My two-year-old was screaming this at the top of his lungs throughout the remainder of our shopping trip (which couldn’t have been more than 10 minutes, but felt like forever). He was also trying to climb his way out of the cart, and I ended up performing quite a dance of grab an item – put it in the cart – grab his arm – yank him down – repeat. All while wearing the baby in the Ergobaby.
I had just started allowing Aidan to walk alongside the cart rather than sit in the front to prepare for the day when Andrew would start sitting in the cart seat. (Side note: I would like to petition that all stores have double seats like the ones at Costco. Anyone with me??) I made it clear before we left that he would only get to walk if he stayed close. “If you do not stay with Mommy,” I told him firmly, “you will go back in the cart.”
He did great for a while, but alas, the shiny swinging gates blocking the closed checkout lanes at ALDI proved too tempting for him. He ran to the other side of one of the gates, giggled hysterically, and refused to return to our cart. I grabbed him, reminded him of our agreement, and put him in the cart. (With help from the nice ALDI girl, since putting in a screaming, thrashing toddler while wearing a baby on your chest is no small feat. Especially when you’re 5’ 2” and the cart is almost as tall as you are.)
For the rest of the trip, he threw a fit of epic proportions. Feeling the stares of everyone in the store, I kept my composure and continued to calmly remind him why he was back in the cart. Yep, I was cool, calm, and collected.
Until we escaped to the privacy of our own car.
Then, trust me, lest you start to think I’m some kind of super patient mom, I totally let him have it.
It was one of the most embarrassing moments of my parenthood, thus far.
What’s My Motivation?
Before I became a parent, whenever I witnessed a temper tantrum such as the one I just described, I would think to myself, “Wow. Those parents need to control their kids!”
Now that I am a parent, I know that is MUCH easier said than done.
But I’ve also come to wonder if “controlling my kids” is actually something that I even want to do or should do.
I have started to ask myself, “What are my motivations behind this discipline?”
And for that matter, what is discipline, anyway?
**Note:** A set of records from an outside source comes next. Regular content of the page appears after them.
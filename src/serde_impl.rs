use alloc::string::{String, ToString};
use alloc::vec::Vec;
use core::fmt;

use num_bigint::BigInt;
use serde::de::Visitor;
use serde::ser::{SerializeMap, SerializeSeq};
use serde::{Deserialize, Deserializer, Serialize, Serializer};

use crate::number::Num;
use crate::pointer::JsonPointer;
use crate::value::Value;

impl Serialize for Value {
    fn serialize<S: Serializer>(&self, serializer: S) -> Result<S::Ok, S::Error> {
        match self {
            Self::Null | Self::Undefined => serializer.serialize_unit(),
            Self::Bool(b) => serializer.serialize_bool(*b),
            Self::Int(v) => serializer.serialize_i64(*v),
            Self::EpochSeconds(v) => match Num::from_i128(*v) {
                Some(Num::Int(v)) => serializer.serialize_i64(v),
                Some(Num::Uint(v)) => serializer.serialize_u64(v),
                _ => serializer.serialize_i128(*v),
            },
            Self::Uint(v) => serializer.serialize_u64(*v),
            Self::Float32(v) => serializer.serialize_f32(*v),
            Self::Float64(v) | Self::EpochMicros(v) => serializer.serialize_f64(*v),
            Self::Bytes(b) | Self::Cbor(b) => serializer.serialize_bytes(b),
            Self::Text(s) => serializer.serialize_str(s),
            Self::Missing => serializer.serialize_str(crate::config::MISSING_LITERAL),
            Self::Regexp(re) => serializer.serialize_str(re.as_str()),
            Self::DateTime(dt) => serializer.serialize_str(&dt.to_rfc3339()),
            Self::BigNum(n) => {
                if let Ok(v) = i128::try_from(n) {
                    serializer.serialize_i128(v)
                } else if let Ok(v) = u128::try_from(n) {
                    serializer.serialize_u128(v)
                } else {
                    Err(serde::ser::Error::custom("bignum out of range"))
                }
            }
            Self::Array(items) => {
                let mut seq = serializer.serialize_seq(Some(items.len()))?;
                for item in items {
                    seq.serialize_element(item)?;
                }
                seq.end()
            }
            Self::Map(entries) => {
                let mut m = serializer.serialize_map(Some(entries.len()))?;
                for (k, v) in entries {
                    m.serialize_entry(k, v)?;
                }
                m.end()
            }
            Self::CborPrefix(inner) => inner.serialize(serializer),
            Self::DecimalFraction { .. } | Self::BigFloat { .. } => {
                Err(serde::ser::Error::custom("fraction has no serde form"))
            }
            Self::Simple(_) | Self::Tag(..) | Self::Indefinite(_) | Self::Break => {
                Err(serde::ser::Error::custom("value has no serde form"))
            }
        }
    }
}

impl<'de> Deserialize<'de> for Value {
    fn deserialize<D: Deserializer<'de>>(deserializer: D) -> Result<Self, D::Error> {
        deserializer.deserialize_any(ValueVisitor)
    }
}

struct ValueVisitor;

impl<'de> Visitor<'de> for ValueVisitor {
    type Value = Value;

    fn expecting(&self, f: &mut fmt::Formatter<'_>) -> fmt::Result {
        f.write_str("a JSON-like value")
    }

    fn visit_bool<E>(self, v: bool) -> Result<Value, E> {
        Ok(Value::Bool(v))
    }

    fn visit_i64<E>(self, v: i64) -> Result<Value, E> {
        Ok(Value::Int(v))
    }

    fn visit_i128<E>(self, v: i128) -> Result<Value, E> {
        Ok(i64::try_from(v).map_or_else(|_| Value::BigNum(BigInt::from(v)), Value::Int))
    }

    fn visit_u64<E>(self, v: u64) -> Result<Value, E> {
        Ok(Value::from(v))
    }

    fn visit_u128<E>(self, v: u128) -> Result<Value, E> {
        Ok(u64::try_from(v).map_or_else(|_| Value::BigNum(BigInt::from(v)), Value::from))
    }

    fn visit_f32<E>(self, v: f32) -> Result<Value, E> {
        Ok(Value::Float32(v))
    }

    fn visit_f64<E>(self, v: f64) -> Result<Value, E> {
        Ok(Value::Float64(v))
    }

    fn visit_str<E>(self, v: &str) -> Result<Value, E> {
        Ok(Value::Text(v.into()))
    }

    fn visit_string<E>(self, v: String) -> Result<Value, E> {
        Ok(Value::Text(v))
    }

    fn visit_bytes<E>(self, v: &[u8]) -> Result<Value, E> {
        Ok(Value::Bytes(v.to_vec()))
    }

    fn visit_byte_buf<E>(self, v: Vec<u8>) -> Result<Value, E> {
        Ok(Value::Bytes(v))
    }

    fn visit_unit<E>(self) -> Result<Value, E> {
        Ok(Value::Null)
    }

    fn visit_none<E>(self) -> Result<Value, E> {
        Ok(Value::Null)
    }

    fn visit_some<D: Deserializer<'de>>(self, deserializer: D) -> Result<Value, D::Error> {
        Value::deserialize(deserializer)
    }

    fn visit_seq<A>(self, mut seq: A) -> Result<Value, A::Error>
    where
        A: serde::de::SeqAccess<'de>,
    {
        let mut items = Vec::with_capacity(seq.size_hint().unwrap_or(0));
        while let Some(v) = seq.next_element::<Value>()? {
            items.push(v);
        }
        Ok(Value::Array(items))
    }

    fn visit_map<M>(self, mut map: M) -> Result<Value, M::Error>
    where
        M: serde::de::MapAccess<'de>,
    {
        let mut entries = Vec::with_capacity(map.size_hint().unwrap_or(0));
        while let Some((k, v)) = map.next_entry::<String, Value>()? {
            entries.push((k, v));
        }
        Ok(Value::Map(entries))
    }
}

/// Pointers serialize as their RFC-6901 text.
impl Serialize for JsonPointer {
    fn serialize<S: Serializer>(&self, serializer: S) -> Result<S::Ok, S::Error> {
        serializer.serialize_str(&self.to_string())
    }
}

impl<'de> Deserialize<'de> for JsonPointer {
    fn deserialize<D: Deserializer<'de>>(deserializer: D) -> Result<Self, D::Error> {
        let text = String::deserialize(deserializer)?;
        Self::parse(&text).map_err(serde::de::Error::custom)
    }
}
This post isn’t about the right ways to discipline or the secret to getting your kids to do what you want. I have only been a parent for (almost) three years. I don’t know what I’m doing any more than you do! Plus, I’m sure if there ever had been a “secret” to raising perfect children, it would have been discovered by desperate parents a long time ago!
Rather, this post is about an examination of our motives as we discipline. I’m going to share with you some of the questions I’ve had to ask myself, and I hope you’re inspired to do the same.
Why am I disciplining?
Aidan is a great kid. He is sweet and funny and can be very obedient and well-mannered.
He can also be … a typical toddler. 🙂 Complete with defiance, outbursts, and total meltdowns. And I swear he saves the ugliest for the most stressful moments and audiences.
This can be really hard for any mom, but especially one who, like me, tends to put a lot of stock in what other people think of her.
Public fits and disobedience make me feel like a failure as a mom, and I immediately think, “What must people be thinking about me right now?”
It was during my frantic attempts to control one of these scenes that I began to think about my motivations behind my discipline. I was hopping from one tactic to another like a schizophrenic parenting manual, desperate to maintain my image as a “good mom,” when I was suddenly struck with the question, “Why?”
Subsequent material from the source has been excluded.